START INFORMATION PROVIDED

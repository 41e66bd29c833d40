//! Asset-style native backend.
//!
//! Models platforms where a media asset is opened first, a player item is
//! built from it, and a player renders into a layer hosted by the view. Two
//! player shapes exist: a single player whose item reports readiness through a
//! status observer, and a looping queue player that is usable immediately.
//! Callers pick the shape per call with [`PlayerMode`] so the looping path is
//! never confused with the single-player path.

use crate::{
    error::Result,
    geometry::{Rect, VideoSize},
    signal::SignalSink,
};

/// Which native player a call targets.
#[derive(Debug, Clone, Copy, PartialEq, Eq, Hash)]
pub enum PlayerMode {
    /// One player, one item. Readiness arrives via [`AssetSignal::ItemStatusChanged`].
    Single,
    /// Queue player driven by a looper. Ready as soon as it is created.
    Looping,
}

impl PlayerMode {
    pub fn for_looping(looping: bool) -> Self {
        if looping {
            PlayerMode::Looping
        } else {
            PlayerMode::Single
        }
    }
}

/// How the player layer fits video into its bounds.
#[derive(Debug, Clone, Copy, PartialEq, Eq, Default)]
pub enum VideoGravity {
    ResizeAspect,
    #[default]
    ResizeAspectFill,
    Resize,
}

/// Observed status of the current player item.
#[derive(Debug, Clone, Copy, PartialEq, Eq)]
pub enum ItemStatus {
    Unknown,
    ReadyToPlay,
    Failed,
}

/// Callbacks from the asset player.
#[derive(Debug, Clone, Copy, PartialEq, Eq)]
pub enum AssetSignal {
    ItemStatusChanged(ItemStatus),
    /// The current item played to its end time.
    PlayedToEnd,
}

/// Native asset/player/layer stack behind one player view.
pub trait AssetPlayerBackend: Send {
    /// Register (`Some`) or unregister (`None`) the callback listener.
    fn set_listener(&mut self, listener: Option<SignalSink<AssetSignal>>);

    /// Open the asset at `url` and return the natural size of its first video
    /// track with the preferred transform applied, or `None` when the asset has
    /// no video track (yet).
    fn open_asset(&mut self, url: &str) -> Result<Option<VideoSize>>;

    /// Build a player of shape `mode` for the opened asset and host its layer
    /// at `frame`.
    fn create_player(&mut self, mode: PlayerMode, gravity: VideoGravity, frame: Rect)
        -> Result<()>;

    fn play(&mut self, mode: PlayerMode) -> Result<()>;

    fn pause(&mut self, mode: PlayerMode) -> Result<()>;

    fn seek_to_zero(&mut self, mode: PlayerMode) -> Result<()>;

    fn set_layer_frame(&mut self, frame: Rect);

    /// Release asset, item, players and looper.
    fn release_player(&mut self);

    /// Remove and release the player layer.
    fn release_layer(&mut self);
}
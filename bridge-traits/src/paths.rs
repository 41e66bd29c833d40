//! Path and URL classification.

use std::path::PathBuf;

use crate::error::Result;

/// Classifies and resolves media source strings.
///
/// Bindings use this to decide whether a source is handed to the backend as a
/// network URL or normalized into an absolute `file://` reference first.
pub trait PathResolver: Send + Sync {
    /// `true` if `source` names a network resource (`http://`, `https://`,
    /// streaming schemes). `file://` URIs are not network resources.
    fn is_url(&self, source: &str) -> bool;

    /// `true` if `source` is already an absolute filesystem path.
    fn is_absolute(&self, source: &str) -> bool;

    /// Resolve a relative `source` against the host's resource root.
    fn absolute_path(&self, source: &str) -> Result<PathBuf>;
}

/// Scheme check shared by resolver implementations: `scheme://rest` where the
/// scheme is alphabetic-led and not `file`.
pub fn has_network_scheme(source: &str) -> bool {
    let Some((scheme, rest)) = source.split_once("://") else {
        return false;
    };

    !rest.is_empty()
        && scheme
            .chars()
            .next()
            .is_some_and(|c| c.is_ascii_alphabetic())
        && scheme
            .chars()
            .all(|c| c.is_ascii_alphanumeric() || matches!(c, '+' | '-' | '.'))
        && !scheme.eq_ignore_ascii_case("file")
}
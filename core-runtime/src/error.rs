use thiserror::Error;

#[derive(Error, Debug)]
pub enum Error {
    #[error("Configuration error: {0}")]
    Config(String),

    #[error("Capability missing: {capability} - {message}")]
    CapabilityMissing { capability: String, message: String },
}

pub type Result<T> = std::result::Result<T, Error>;
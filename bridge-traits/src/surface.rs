//! Surface-style native backend.
//!
//! Models platforms where the decoder and the rendering surface have separate
//! lifecycles: the decoder (`MediaPlayer`-like) is created with the view, while
//! the surface is created and destroyed by the OS windowing system whenever
//! the view is attached, detached, or backgrounded.
//!
//! Native implementations translate their callbacks into [`SurfaceSignal`]s
//! and emit them through the listener registered with `set_listener`. Calls on
//! these traits always arrive on the UI-affine context.

use std::time::Duration;

use crate::{error::Result, geometry::Rect, geometry::VideoSize, signal::SignalSink};

/// Opaque reference to a native surface, passed to the decoder as its display.
#[derive(Debug, Clone, Copy, PartialEq, Eq, Hash)]
pub struct SurfaceHandle(pub u64);

/// How decoded frames are fitted into the surface.
#[derive(Debug, Clone, Copy, PartialEq, Eq, Default)]
pub enum ScalingMode {
    /// Letterbox; the whole frame stays visible.
    ScaleToFit,
    /// Fill the surface, cropping whatever overflows.
    #[default]
    ScaleToFitWithCropping,
}

/// Callbacks from the decoder and the surface.
#[derive(Debug, Clone, Copy, PartialEq, Eq)]
pub enum SurfaceSignal {
    /// Asynchronous prepare finished; the source is decodable.
    Prepared,
    /// Playback reached the end of the stream.
    Completed,
    /// Track geometry became available or changed.
    VideoSizeChanged(VideoSize),
    /// The OS created the rendering surface. `valid` is false when the
    /// surface object exists but cannot be drawn into yet.
    SurfaceCreated { valid: bool },
    /// Surface format or size changed.
    SurfaceChanged { width: u32, height: u32 },
    /// The OS destroyed the rendering surface.
    SurfaceDestroyed,
}

/// Native decoder with a separately attached display surface.
pub trait SurfaceDecoder: Send {
    /// Register (`Some`) or unregister (`None`) the callback listener.
    fn set_listener(&mut self, listener: Option<SignalSink<SurfaceSignal>>);

    /// Route decoded frames to `surface`.
    fn attach_display(&mut self, surface: SurfaceHandle) -> Result<()>;

    /// Return to the idle native state, dropping any data source.
    fn reset(&mut self) -> Result<()>;

    /// Assign the source URI. Only valid right after [`reset`](Self::reset).
    fn set_data_source(&mut self, uri: &str) -> Result<()>;

    /// Start preparing the source without blocking; completion arrives as
    /// [`SurfaceSignal::Prepared`].
    fn prepare_async(&mut self) -> Result<()>;

    fn set_scaling_mode(&mut self, mode: ScalingMode) -> Result<()>;

    fn set_looping(&mut self, looping: bool) -> Result<()>;

    fn start(&mut self) -> Result<()>;

    fn pause(&mut self) -> Result<()>;

    fn stop(&mut self) -> Result<()>;

    fn seek_to(&mut self, position: Duration) -> Result<()>;

    fn is_playing(&self) -> bool;

    /// Free the native decoder. No other call is valid afterwards.
    fn release(&mut self);
}

/// Native rendering surface owned by the player view.
pub trait RenderSurface: Send {
    /// Register (`Some`) or unregister (`None`) the lifecycle listener.
    fn set_listener(&mut self, listener: Option<SignalSink<SurfaceSignal>>);

    fn handle(&self) -> SurfaceHandle;

    /// Keep the surface aligned with the player view's frame.
    fn set_frame(&mut self, frame: Rect);

    /// Release the current OS surface object after it was destroyed. The view
    /// stays attached and may receive a new surface later.
    fn release_surface(&mut self);

    /// Remove the surface view for good.
    fn detach(&mut self);
}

END INFORMATION PROVIDED

*EXERCISE PROMPT:* In the entries above, find the line holding "#[derive(Error, Debug)]" and the line holding "Native implementations translate", then retype exactly those two lines and every line between them, and nothing else.

*TASK ANSWER:*
#[derive(Error, Debug)]
pub enum Error {
    #[error("Configuration error: {0}")]
    Config(String),

    #[error("Capability missing: {capability} - {message}")]
    CapabilityMissing { capability: String, message: String },
}

pub type Result<T> = std::result::Result<T, Error>;
filename bridge-traits/src/surface.rs
//! Surface-style native backend.
//!
//! Models platforms where the decoder and the rendering surface have separate
//! lifecycles: the decoder (`MediaPlayer`-like) is created with the view, while
//! the surface is created and destroyed by the OS windowing system whenever
//! the view is attached, detached, or backgrounded.
//!
//! Native implementations translate their callbacks into [`SurfaceSignal`]s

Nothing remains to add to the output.